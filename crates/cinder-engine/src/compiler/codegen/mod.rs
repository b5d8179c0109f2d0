// This Source Code Form is subject to the terms of the Mozilla Public
// License, v. 2.0. If a copy of the MPL was not distributed with this
// file, You can obtain one at https://mozilla.org/MPL/2.0/.
//
// Copyright (c) 2025 Pegasus Heavy Industries, LLC

//! Code generation from program trees to compiled units.
//!
//! [`CodeGenerator`] implements both visitor traits. Each handler appends to
//! the [`UnitContext`] it is given; bodies owned by control constructs are
//! handed to the [`BlockManager`], which compiles them into separate units
//! with a fresh context.
//!
//! - `statements`: statement handlers and the completion protocol
//! - `expressions`: expression handlers
//! - `hoist`: `var` and function declaration collection

mod expressions;
mod hoist;
mod statements;


pub use hoist::{HoistCollector, Hoisted};

use super::block_manager::{BlockManager, Body};
use super::bytecode::{FunctionId, FunctionInfo, Instruction, OperandIndex, Role};
use super::completion::LabelSet;
use super::emitter::Emitter;
use super::error::CompileError;
use super::helpers::Helper;
use crate::ast::*;
use crate::ir::Constant;
use crate::runtime::value::number_to_string;

/// Per-unit generation state.
#[derive(Debug)]
pub struct UnitContext {
    pub emitter: Emitter,
    /// Labels waiting to be attached to the next loop or switch
    pending_labels: Vec<String>,
}

impl UnitContext {
    pub fn new(emitter: Emitter) -> Self {
        Self {
            emitter,
            pending_labels: Vec::new(),
        }
    }

    pub fn into_emitter(self) -> Emitter {
        self.emitter
    }

    pub fn unit_name(&self) -> &str {
        self.emitter.unit_name()
    }

    /// Claims the pending labels for the loop or switch being generated.
    fn take_labels(&mut self) -> LabelSet {
        LabelSet::new(std::mem::take(&mut self.pending_labels))
    }

    fn unsupported(&self, construct: &str) -> CompileError {
        CompileError::unsupported(construct, self.unit_name())
    }
}

/// Where an assignment lands.
#[derive(Debug, Clone, Copy)]
enum Reference {
    /// A named binding; nothing on the stack
    Binding(OperandIndex),
    /// A property; object and key on the stack
    Property,
}

/// Visitor that emits instructions for a unit.
pub struct CodeGenerator<'b> {
    blocks: &'b mut BlockManager,
}

impl<'b> CodeGenerator<'b> {
    pub fn new(blocks: &'b mut BlockManager) -> Self {
        Self { blocks }
    }

    /// Generates the code for one unit body.
    pub fn generate(
        &mut self,
        cx: &mut UnitContext,
        body: Body<'_>,
        strict: bool,
    ) -> Result<(), CompileError> {
        match body {
            Body::Program(program) => {
                self.declaration_prologue(cx, &program.body, strict)?;
                self.statement_list(cx, &program.body, strict)
            }
            Body::Function(function) => {
                self.declaration_prologue(cx, &function.body.body, strict)?;
                self.statement_list(cx, &function.body.body, strict)
            }
            Body::Statement(statement) => statement.accept(self, cx, strict),
            Body::Block(block) => self.statement_list(cx, &block.body, strict),
            Body::Clause(clause) => clause.accept(self, cx, strict),
            Body::Catch(clause) => clause.accept(self, cx, strict),
        }
    }

    /// Binds hoisted function declarations, then hoisted `var` names.
    fn declaration_prologue(
        &mut self,
        cx: &mut UnitContext,
        body: &[Statement],
        strict: bool,
    ) -> Result<(), CompileError> {
        let mut hoisted = Hoisted::default();
        let mut collector = HoistCollector::new(cx.unit_name());
        for statement in body {
            statement.accept(&mut collector, &mut hoisted, strict)?;
        }

        for (name, function) in hoisted.functions {
            let id = self.compile_function(function, strict, false)?;
            cx.emitter.make_closure(id);
            let binding = cx.emitter.variable(name)?;
            cx.emitter.emit(Instruction::InitializeBinding(binding));
        }
        for name in hoisted.vars {
            let binding = cx.emitter.variable(name)?;
            cx.emitter.emit(Instruction::DeclareVariable(binding));
        }
        Ok(())
    }

    /// Compiles a function body into its own unit and records its metadata.
    fn compile_function(
        &mut self,
        function: &Function,
        strict: bool,
        self_binding: bool,
    ) -> Result<FunctionId, CompileError> {
        let strict = strict || function.strict;
        let unit = self
            .blocks
            .compile(Role::Function, Body::Function(function), strict)?;
        Ok(self.blocks.register_function(FunctionInfo {
            unit,
            name: function.id.as_ref().map(|id| id.name.clone()),
            params: function.params.iter().map(|p| p.name.clone()).collect(),
            strict,
            self_binding,
        }))
    }

    /// Runs a statement list, leaving one completion: the first abrupt
    /// completion, or NORMAL carrying the value of the last statement that
    /// produced one.
    ///
    /// ```text
    ///   NormalCompletion            ; acc
    ///   [stmt]                      ; acc c
    ///   JumpIfAbrupt -> abrupt
    ///   MergeCompletion             ; acc'
    ///   ...
    ///   Jump -> end
    /// abrupt:
    ///   Swap; Pop                   ; c
    /// end:
    /// ```
    fn statement_list(
        &mut self,
        cx: &mut UnitContext,
        body: &[Statement],
        strict: bool,
    ) -> Result<(), CompileError> {
        cx.emitter.normal_completion();
        if body.is_empty() {
            return Ok(());
        }
        let abrupt = cx.emitter.new_label();
        let end = cx.emitter.new_label();
        for statement in body {
            statement.accept(self, cx, strict)?;
            cx.emitter.jump_if_abrupt(abrupt);
            cx.emitter.merge_completion();
        }
        cx.emitter.jump(end);
        cx.emitter.place_label(abrupt)?;
        cx.emitter.swap();
        cx.emitter.pop();
        cx.emitter.place_label(end)?;
        Ok(())
    }

    /// Compiles a nested body into its own unit and invokes it.
    fn invoke_body(
        &mut self,
        cx: &mut UnitContext,
        role: Role,
        body: Body<'_>,
        strict: bool,
    ) -> Result<(), CompileError> {
        let unit = self.blocks.compile(role, body, strict)?;
        cx.emitter.invoke_unit(unit);
        Ok(())
    }

    fn expression(
        &mut self,
        cx: &mut UnitContext,
        expression: &Expression,
        strict: bool,
    ) -> Result<(), CompileError> {
        expression.accept(self, cx, strict)
    }

    /// Evaluates an expression and converts it for a conditional jump.
    fn condition(
        &mut self,
        cx: &mut UnitContext,
        test: &Expression,
        strict: bool,
    ) -> Result<(), CompileError> {
        self.expression(cx, test, strict)?;
        cx.emitter.call_helper(Helper::ToBoolean, 1)
    }

    // ========================================================================
    // References
    // ========================================================================

    /// Evaluates the parts of an assignment target that precede the value.
    fn reference(
        &mut self,
        cx: &mut UnitContext,
        target: &Expression,
        strict: bool,
    ) -> Result<Reference, CompileError> {
        match target {
            Expression::Identifier(id) => Ok(Reference::Binding(cx.emitter.variable(&id.name)?)),
            Expression::Member(member) => {
                self.expression(cx, &member.object, strict)?;
                self.property_key(cx, member, strict)?;
                Ok(Reference::Property)
            }
            _ => Err(cx.unsupported("invalid assignment target")),
        }
    }

    /// Reads through a reference, keeping it usable for a following write.
    fn get_reference(&mut self, cx: &mut UnitContext, reference: Reference) -> Result<(), CompileError> {
        match reference {
            Reference::Binding(binding) => {
                cx.emitter.emit(Instruction::Load(binding));
                Ok(())
            }
            Reference::Property => {
                cx.emitter.dup2();
                cx.emitter.call_helper(Helper::GetProperty, 2)
            }
        }
    }

    /// Writes the top value through a reference, leaving the value.
    fn put_reference(
        &mut self,
        cx: &mut UnitContext,
        reference: Reference,
        strict: bool,
    ) -> Result<(), CompileError> {
        match reference {
            Reference::Binding(variable) => {
                cx.emitter.emit(Instruction::Store { variable, strict });
                Ok(())
            }
            Reference::Property => cx.emitter.call_helper(Helper::PutProperty { strict }, 3),
        }
    }

    /// Pushes the key of a member expression.
    fn property_key(
        &mut self,
        cx: &mut UnitContext,
        member: &MemberExpression,
        strict: bool,
    ) -> Result<(), CompileError> {
        if member.computed {
            return self.expression(cx, &member.property, strict);
        }
        match member.property.as_ref() {
            Expression::Identifier(id) => cx
                .emitter
                .load_constant(Constant::String(id.name.clone())),
            _ => Err(cx.unsupported("non-identifier property name")),
        }
    }

    /// The property name an object literal key denotes.
    fn literal_key(&self, cx: &UnitContext, key: &Expression) -> Result<String, CompileError> {
        match key {
            Expression::Identifier(id) => Ok(id.name.clone()),
            Expression::String { value } => Ok(value.clone()),
            Expression::Number { value } => Ok(number_to_string(*value)),
            _ => Err(cx.unsupported("computed key in object literal")),
        }
    }
}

========================

Please copy only the lines between the first line of the entries and the line with "mod statements;", keeping those two end lines as well, exactly as written.

▸ Exercise output:
filename crates/cinder-engine/src/compiler/codegen/mod.rs
repository b5d8179c0109f2d0
// This Source Code Form is subject to the terms of the Mozilla Public
// License, v. 2.0. If a copy of the MPL was not distributed with this
// file, You can obtain one at https://mozilla.org/MPL/2.0/.
//
// Copyright (c) 2025 Pegasus Heavy Industries, LLC

//! Code generation from program trees to compiled units.
//!
//! [`CodeGenerator`] implements both visitor traits. Each handler appends to
//! the [`UnitContext`] it is given; bodies owned by control constructs are
//! handed to the [`BlockManager`], which compiles them into separate units
//! with a fresh context.
//!
//! - `statements`: statement handlers and the completion protocol
//! - `expressions`: expression handlers
//! - `hoist`: `var` and function declaration collection

mod expressions;
mod hoist;
mod statements;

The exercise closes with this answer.